A Canadian court has ruled on May 27, 2020 that the extradition case against Huawei Technologies Co.’s Chief Financial Officer (CFO) Meng Wanzhou must proceed, throwing a huge setback on her attempt to avoid extradition to the United States to face bank fraud charges.
The ruling, which could further deteriorate relations between Ottawa and Beijing, elicited an immediate strong reaction from China’s Embassy in Canada, which said Canada is “accomplice to US efforts to bring down Huawei and Chinese high-tech companies.”
Meng, a Chinese citizen and daughter of Huawei’s billionaire founder Ren Zheng, was arrested in December 2018 on a warrant issued by US authorities and kept under house arrest in Vancouver, Tessa Vikander and Moira Warburton of Reuters wrote. They accuse her of bank fraud for misleading HSBC about Huawei’s relationship with a company operating in Iran, putting HSBC at risk of fines and penalties for breaking US sanctions on Tehran.

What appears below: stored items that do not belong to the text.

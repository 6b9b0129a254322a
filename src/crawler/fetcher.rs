//! Page fetching
//!
//! This module provides the fetch capability behind every scrape:
//! - `PageFetcher`: the trait the executor and scrapers depend on
//! - `HttpFetcher`: plain HTTP GET via reqwest
//! - `RenderedFetcher` (feature `headless`): headless Chromium for
//!   client-rendered pages
//!
//! Fetchers never retry. They classify each outcome as success, transient
//! failure (worth retrying) or terminal failure, and the executor decides.

use crate::config::ScraperConfig;
use async_trait::async_trait;
use reqwest::{Client, StatusCode};
use std::time::Duration;

/// Result of a fetch operation
#[derive(Debug, Clone, PartialEq, Eq)]
pub enum FetchResult {
    /// Successfully fetched the page
    Success {
        /// Final URL after redirects
        final_url: String,
        /// HTTP status code
        status_code: u16,
        /// Page body content
        body: String,
    },

    /// Network error, timeout, 5xx or 429: retry may succeed
    Transient { error: String },

    /// Any other 4xx or a malformed request: retrying will not help
    Terminal { error: String },
}

/// Pluggable fetch capability
#[async_trait]
pub trait PageFetcher: Send + Sync {
    /// Fetches a URL once, without retrying
    async fn fetch(&self, url: &str) -> FetchResult;
}

/// Builds an HTTP client with proper configuration
///
/// # Arguments
///
/// * `config` - Scraper settings (user agent and timeout)
///
/// # Returns
///
/// * `Ok(Client)` - Successfully built HTTP client
/// * `Err(reqwest::Error)` - Failed to build client
pub fn build_http_client(config: &ScraperConfig) -> Result<Client, reqwest::Error> {
    Client::builder()
        .user_agent(config.user_agent.clone())
        .timeout(Duration::from_secs(config.timeout_secs))
        .connect_timeout(Duration::from_secs(10))
        .gzip(true)
        .brotli(true)
        .build()
}

/// Maps a non-success HTTP status onto the retry classification
///
/// | Status | Result |
/// |--------|--------|
/// | 429 | Transient |
/// | 5xx | Transient |
/// | other 4xx | Terminal |
/// | anything else non-2xx | Terminal |
pub fn classify_status(status: StatusCode) -> FetchResult {
    let error = format!("HTTP {}", status.as_u16());
    if status == StatusCode::TOO_MANY_REQUESTS || status.is_server_error() {
        FetchResult::Transient { error }
    } else {
        FetchResult::Terminal { error }
    }
}

/// Plain HTTP fetcher
#[derive(Debug, Clone)]
pub struct HttpFetcher {
    client: Client,
}

impl HttpFetcher {
    pub fn new(client: Client) -> Self {
        Self { client }
    }

    pub fn from_config(config: &ScraperConfig) -> Result<Self, reqwest::Error> {
        Ok(Self::new(build_http_client(config)?))
    }
}

#[async_trait]
impl PageFetcher for HttpFetcher {
    async fn fetch(&self, url: &str) -> FetchResult {
        let response = match self.client.get(url).send().await {
            Ok(response) => response,
            Err(e) if e.is_builder() => {
                return FetchResult::Terminal {
                    error: format!("Invalid request: {}", e),
                }
            }
            Err(e) if e.is_timeout() => {
                return FetchResult::Transient {
                    error: "Request timeout".to_string(),
                }
            }
            Err(e) if e.is_connect() => {
                return FetchResult::Transient {
                    error: format!("Connection failed: {}", e),
                }
            }
            Err(e) => {
                return FetchResult::Transient {
                    error: e.to_string(),
                }
            }
        };

        let status = response.status();
        let final_url = response.url().to_string();

        if !status.is_success() {
            return classify_status(status);
        }

        match response.text().await {
            Ok(body) => FetchResult::Success {
                final_url,
                status_code: status.as_u16(),
                body,
            },
            Err(e) => FetchResult::Transient {
                error: format!("Failed to read body: {}", e),
            },
        }
    }
}

#[cfg(feature = "headless")]
pub use rendered::RenderedFetcher;

#[cfg(feature = "headless")]
mod rendered {
    use super::{FetchResult, PageFetcher};
    use crate::HarvestError;
    use async_trait::async_trait;
    use chromiumoxide::browser::{Browser, BrowserConfig};
    use futures::StreamExt;
    use std::time::Duration;
    use tokio::sync::Mutex;
    use tokio::task::JoinHandle;
    use tracing::{debug, warn};

    /// Headless Chromium fetcher for client-rendered pages
    ///
    /// Navigates, waits for the navigation to settle, sleeps a fixed settle
    /// delay so late scripts can populate the DOM, then reads the HTML.
    pub struct RenderedFetcher {
        browser: Mutex<Browser>,
        handler: JoinHandle<()>,
        settle_delay: Duration,
    }

    impl RenderedFetcher {
        /// Launches a headless browser
        pub async fn launch(settle_delay: Duration) -> Result<Self, HarvestError> {
            let config = BrowserConfig::builder()
                .build()
                .map_err(HarvestError::Browser)?;

            let (browser, mut handler) = Browser::launch(config)
                .await
                .map_err(|e| HarvestError::Browser(e.to_string()))?;

            let handler = tokio::spawn(async move {
                while let Some(event) = handler.next().await {
                    if event.is_err() {
                        break;
                    }
                }
            });

            Ok(Self {
                browser: Mutex::new(browser),
                handler,
                settle_delay,
            })
        }

        async fn render(&self, url: &str) -> Result<String, chromiumoxide::error::CdpError> {
            let page = {
                let browser = self.browser.lock().await;
                browser.new_page(url).await?
            };

            let result = async {
                page.wait_for_navigation().await?;
                tokio::time::sleep(self.settle_delay).await;
                page.content().await
            }
            .await;

            if let Err(e) = page.close().await {
                warn!(url = %url, error = %e, "Failed to close page");
            }

            result
        }
    }

    #[async_trait]
    impl PageFetcher for RenderedFetcher {
        async fn fetch(&self, url: &str) -> FetchResult {
            debug!(url = %url, "Rendering page");
            match self.render(url).await {
                Ok(body) => FetchResult::Success {
                    final_url: url.to_string(),
                    status_code: 200,
                    body,
                },
                Err(e) => FetchResult::Transient {
                    error: format!("Render failed: {}", e),
                },
            }
        }
    }

    impl Drop for RenderedFetcher {
        fn drop(&mut self) {
            self.handler.abort();
        }
    }
}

Meng’s lawyers argued the case should be thrown out because Canada did not have sanctions against Iran. But British Columbia’s Superior Court Associate Chief Justice Heather Holmes disagreed, ruling the legal standard of double criminality had been met. “Ms. Meng’s approach ... would seriously limit Canada’s ability to fulfill its international obligations in the extradition context for fraud and other economic crimes,” Holmes said.